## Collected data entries
┄┄┄┄┄┄┄┄┄┄
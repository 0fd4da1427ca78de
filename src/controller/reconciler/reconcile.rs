//! # Reconcile
//!
//! One reconciliation pass for one `ImageUpdateConfig`.
//!
//! A pass walks these states in order and may stop early at any of them:
//!
//! 1. **Fetch** - load the descriptor; gone means deleted (release bookkeeping, stop)
//! 2. **Disabled** - stop without rescheduling
//! 3. **Interval** - not due yet: reschedule for the remaining time, no I/O, no status write
//! 4. **Stamp** - record `lastChecked` and `observedGeneration`
//! 5. **Resolve** - ask the tag resolver for the latest tag (`RepositoryError` on failure)
//! 6. **Converge** - when the tag differs from `currentTag`: checkout, rewrite every
//!    target in order, commit and push (`UpdateError` on failure)
//! 7. **Commit** - record `currentTag` and `lastUpdate`
//! 8. **Ready** - mark `Ready=True` and persist
//!
//! Every failure after the stamp still persists status and reschedules at the
//! check interval. Status is written once per pass, so a cancelled pass never
//! leaves a partial status behind.

use super::conditions::upsert_condition;
use super::types::{
    PassOutcome, Reconciler, ReconcilerError, StatusError, StatusSnapshot, UpdateError,
};
use super::validation::{check_interval_or_default, validate_descriptor};
use crate::constants::{
    CONDITION_READY, MESSAGE_SYNCHRONIZED, REASON_REPOSITORY_ERROR, REASON_SYNCHRONIZED,
    REASON_UPDATE_ERROR,
};
use crate::crd::{Condition, ConditionStatus, ResourceDescriptor, ResourceIdentity};
use crate::document;
use crate::git::{render_commit_message, CommitOutcome, WorkingCopy};
use crate::observability::metrics;
use chrono::{DateTime, SecondsFormat, Utc};
use std::time::{Duration, Instant};
use tracing::{debug, info, info_span, warn, Instrument};

/// How a pass ended, for metrics
#[derive(Debug, Clone, Copy, PartialEq, Eq)]
enum PassResult {
    Success,
    /// A failure was classified onto the Ready condition
    Failed,
    Skipped,
    Deleted,
}

impl PassResult {
    fn label(self) -> Option<&'static str> {
        match self {
            PassResult::Success => Some("success"),
            PassResult::Failed => Some("error"),
            PassResult::Skipped => Some("skipped"),
            PassResult::Deleted => None,
        }
    }
}

/// Run one pass for `identity` at the current time
pub async fn reconcile(
    reconciler: &Reconciler,
    identity: &ResourceIdentity,
) -> Result<PassOutcome, ReconcilerError> {
    reconcile_at(reconciler, identity, Utc::now()).await
}

/// Run one pass for `identity` as if the current time were `now`
pub async fn reconcile_at(
    reconciler: &Reconciler,
    identity: &ResourceIdentity,
    now: DateTime<Utc>,
) -> Result<PassOutcome, ReconcilerError> {
    let span = info_span!(
        "reconcile",
        resource.namespace = %identity.namespace,
        resource.name = %identity.name
    );
    let start = Instant::now();
    let result = run_pass(reconciler, identity, now).instrument(span).await;
    let elapsed = start.elapsed().as_secs_f64();

    match &result {
        Ok((_, pass)) => {
            if let Some(label) = pass.label() {
                metrics::observe_reconciliation(identity, label, elapsed);
            }
        }
        Err(_) => metrics::observe_reconciliation(identity, "error", elapsed),
    }
    result.map(|(outcome, _)| outcome)
}

async fn run_pass(
    reconciler: &Reconciler,
    identity: &ResourceIdentity,
    now: DateTime<Utc>,
) -> Result<(PassOutcome, PassResult), ReconcilerError> {
    // Fetch
    let Some(descriptor) = reconciler.descriptors.fetch(identity).await? else {
        info!(resource = %identity, "Resource deleted, releasing bookkeeping");
        metrics::forget_resource(identity);
        reconciler.reset_backoff(identity);
        return Ok((PassOutcome::Done, PassResult::Deleted));
    };

    // Disabled
    if descriptor.spec.disabled {
        debug!(resource = %identity, "Resource is disabled, skipping");
        return Ok((PassOutcome::Done, PassResult::Skipped));
    }

    // Interval
    let interval = check_interval_or_default(&descriptor.spec.check_interval);
    let mut snapshot = reconciler.status.read(identity).await?;
    if let Some(remaining) =
        remaining_interval(snapshot.status.last_checked.as_deref(), interval, now)
    {
        debug!(
            resource = %identity,
            remaining_secs = remaining.as_secs(),
            "Check interval not elapsed, rescheduling"
        );
        return Ok((PassOutcome::Requeue(remaining), PassResult::Skipped));
    }

    // Stamp
    snapshot.status.last_checked = Some(timestamp(now));
    snapshot.status.observed_generation = descriptor.generation;

    // Resolve
    let repository = &descriptor.spec.repository;
    let resolve_start = Instant::now();
    let resolved = reconciler
        .resolver
        .resolve_latest(&identity.namespace, repository)
        .await;
    metrics::observe_repository_check(
        repository.kind(),
        repository.repository_name(),
        if resolved.is_ok() { "success" } else { "error" },
        resolve_start.elapsed().as_secs_f64(),
    );
    metrics::set_last_check_timestamp(identity, repository.repository_name(), now);

    let latest = match resolved {
        Ok(tag) => tag,
        Err(e) => {
            warn!(
                resource = %identity,
                repository = %repository.repository_name(),
                error = %e,
                "Failed to check repository"
            );
            metrics::increment_errors(identity, "repository");
            set_ready(
                identity,
                &mut snapshot,
                ConditionStatus::False,
                REASON_REPOSITORY_ERROR,
                format!("Failed to check repository: {e}"),
                now,
            );
            persist(reconciler, identity, &snapshot).await?;
            return Ok((PassOutcome::Requeue(interval), PassResult::Failed));
        }
    };

    // Converge
    snapshot.status.latest_tag = Some(latest.clone());
    let previous = snapshot.status.current_tag.clone();
    if previous.as_deref() == Some(latest.as_str()) {
        debug!(resource = %identity, tag = %latest, "Already at latest tag");
    } else {
        info!(
            resource = %identity,
            current_tag = previous.as_deref().unwrap_or("none"),
            latest_tag = %latest,
            "New tag found, updating repository"
        );
        if let Err(e) = converge(reconciler, &descriptor, &latest, previous.as_deref()).await {
            warn!(resource = %identity, error = %e, "Failed to update repository");
            metrics::increment_errors(identity, e.metric_label());
            set_ready(
                identity,
                &mut snapshot,
                ConditionStatus::False,
                REASON_UPDATE_ERROR,
                format!("Failed to update repository: {e}"),
                now,
            );
            persist(reconciler, identity, &snapshot).await?;
            return Ok((PassOutcome::Requeue(interval), PassResult::Failed));
        }

        // Commit
        snapshot.status.current_tag = Some(latest.clone());
        snapshot.status.last_update = Some(timestamp(now));
        metrics::increment_updates_performed(
            identity,
            repository.kind(),
            repository.repository_name(),
        );
        metrics::set_last_update_timestamp(identity, repository.repository_name(), now);
    }

    // Ready
    set_ready(
        identity,
        &mut snapshot,
        ConditionStatus::True,
        REASON_SYNCHRONIZED,
        MESSAGE_SYNCHRONIZED.to_string(),
        now,
    );
    persist(reconciler, identity, &snapshot).await?;
    metrics::set_current_version(
        identity,
        repository.repository_name(),
        snapshot.status.current_tag.as_deref().unwrap_or(""),
        &latest,
    );
    info!(
        resource = %identity,
        tag = %latest,
        next_check_secs = interval.as_secs(),
        "Reconciliation complete"
    );
    Ok((PassOutcome::Requeue(interval), PassResult::Success))
}

/// Time left before the next check is due, `None` when due now
///
/// A missing or unreadable `lastChecked` is always due. A `lastChecked` in
/// the future counts as zero elapsed.
pub fn remaining_interval(
    last_checked: Option<&str>,
    interval: Duration,
    now: DateTime<Utc>,
) -> Option<Duration> {
    let last_checked = DateTime::parse_from_rfc3339(last_checked?).ok()?;
    let elapsed = (now - last_checked.with_timezone(&Utc))
        .to_std()
        .unwrap_or(Duration::ZERO);
    interval.checked_sub(elapsed).filter(|left| !left.is_zero())
}

fn timestamp(at: DateTime<Utc>) -> String {
    at.to_rfc3339_opts(SecondsFormat::Secs, true)
}

fn set_ready(
    identity: &ResourceIdentity,
    snapshot: &mut StatusSnapshot,
    status: ConditionStatus,
    reason: &str,
    message: String,
    now: DateTime<Utc>,
) {
    let condition = Condition {
        r#type: CONDITION_READY.to_string(),
        status,
        last_transition_time: None,
        reason: Some(reason.to_string()),
        message: Some(message),
    };
    snapshot.status.conditions = upsert_condition(&snapshot.status.conditions, condition, now);
    metrics::set_condition_status(identity, CONDITION_READY, status == ConditionStatus::True);
}

async fn persist(
    reconciler: &Reconciler,
    identity: &ResourceIdentity,
    snapshot: &StatusSnapshot,
) -> Result<(), ReconcilerError> {
    match reconciler.status.write(identity, snapshot).await {
        Ok(()) => Ok(()),
        Err(e @ StatusError::Conflict { .. }) => {
            warn!(resource = %identity, "Status was modified concurrently, retrying the pass");
            Err(e.into())
        }
        Err(e) => {
            metrics::increment_errors(identity, "status");
            Err(e.into())
        }
    }
}

/// Validate, checkout, rewrite, commit and push
///
/// The working copy is released on every exit path.
async fn converge(
    reconciler: &Reconciler,
    descriptor: &ResourceDescriptor,
    tag: &str,
    previous_tag: Option<&str>,
) -> Result<(), UpdateError> {
    validate_descriptor(&descriptor.spec)?;

    let copy = reconciler
        .git
        .checkout(&descriptor.identity.namespace, &descriptor.spec.git)
        .await?;
    let result = update_and_push(reconciler, descriptor, &copy, tag, previous_tag).await;
    reconciler.git.release(copy);
    result
}

async fn update_and_push(
    reconciler: &Reconciler,
    descriptor: &ResourceDescriptor,
    copy: &WorkingCopy,
    tag: &str,
    previous_tag: Option<&str>,
) -> Result<(), UpdateError> {
    let identity = &descriptor.identity;
    let spec = &descriptor.spec;

    // Targets already rewritten stay rewritten when a later one fails; the
    // checkout is discarded either way.
    for target in &spec.update_targets {
        let file = copy.resolve(&target.file)?;
        document::update_path(&file, &target.yaml_path, tag, target.image_tag_only).await?;
        metrics::increment_files_updated(identity, &target.file);
        debug!(
            resource = %identity,
            file = %target.file,
            path = %target.yaml_path,
            tag = %tag,
            "Updated target"
        );
    }

    let message = render_commit_message(
        spec.git.commit_message.as_deref(),
        tag,
        previous_tag,
        spec.repository.repository_name(),
    );
    match reconciler.git.commit_and_push(copy, &message).await? {
        CommitOutcome::Pushed => info!(
            resource = %identity,
            repository = %spec.git.repository,
            branch = %spec.git.branch,
            "Committed and pushed tag update"
        ),
        CommitOutcome::NothingToCommit => info!(
            resource = %identity,
            repository = %spec.git.repository,
            "Targets already at the new tag, nothing to commit"
        ),
    }
    Ok(())
}

#[cfg(test)]
mod tests {
    use super::*;
    use chrono::TimeZone;

    fn now() -> DateTime<Utc> {
        Utc.with_ymd_and_hms(2024, 5, 1, 12, 0, 0).unwrap()
    }

    #[test]
    fn test_remaining_interval_missing_is_due() {
        assert_eq!(remaining_interval(None, Duration::from_secs(300), now()), None);
        assert_eq!(
            remaining_interval(Some("not a time"), Duration::from_secs(300), now()),
            None
        );
    }

    #[test]
    fn test_remaining_interval_not_elapsed() {
        assert_eq!(
            remaining_interval(
                Some("2024-05-01T11:57:00Z"),
                Duration::from_secs(300),
                now()
            ),
            Some(Duration::from_secs(120))
        );
    }

    #[test]
    fn test_remaining_interval_elapsed() {
        assert_eq!(
            remaining_interval(
                Some("2024-05-01T11:55:00Z"),
                Duration::from_secs(300),
                now()
            ),
            None
        );
        assert_eq!(
            remaining_interval(
                Some("2024-05-01T10:00:00Z"),
                Duration::from_secs(300),
                now()
            ),
            None
        );
    }

    #[test]
    fn test_remaining_interval_future_last_checked() {
        assert_eq!(
            remaining_interval(
                Some("2024-05-01T13:00:00Z"),
                Duration::from_secs(300),
                now()
            ),
            Some(Duration::from_secs(300))
        );
    }

    #[test]
    fn test_pass_result_labels() {
        assert_eq!(PassResult::Success.label(), Some("success"));
        assert_eq!(PassResult::Failed.label(), Some("error"));
        assert_eq!(PassResult::Skipped.label(), Some("skipped"));
        assert_eq!(PassResult::Deleted.label(), None);
    }
}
┄┄┄┄┄┄┄┄┄┄
## TO DO
From the entries above, copy every line where the word "Instant" shows up.

## ANSWER SECTION
use std::time::{Duration, Instant};
    let start = Instant::now();
    let resolve_start = Instant::now();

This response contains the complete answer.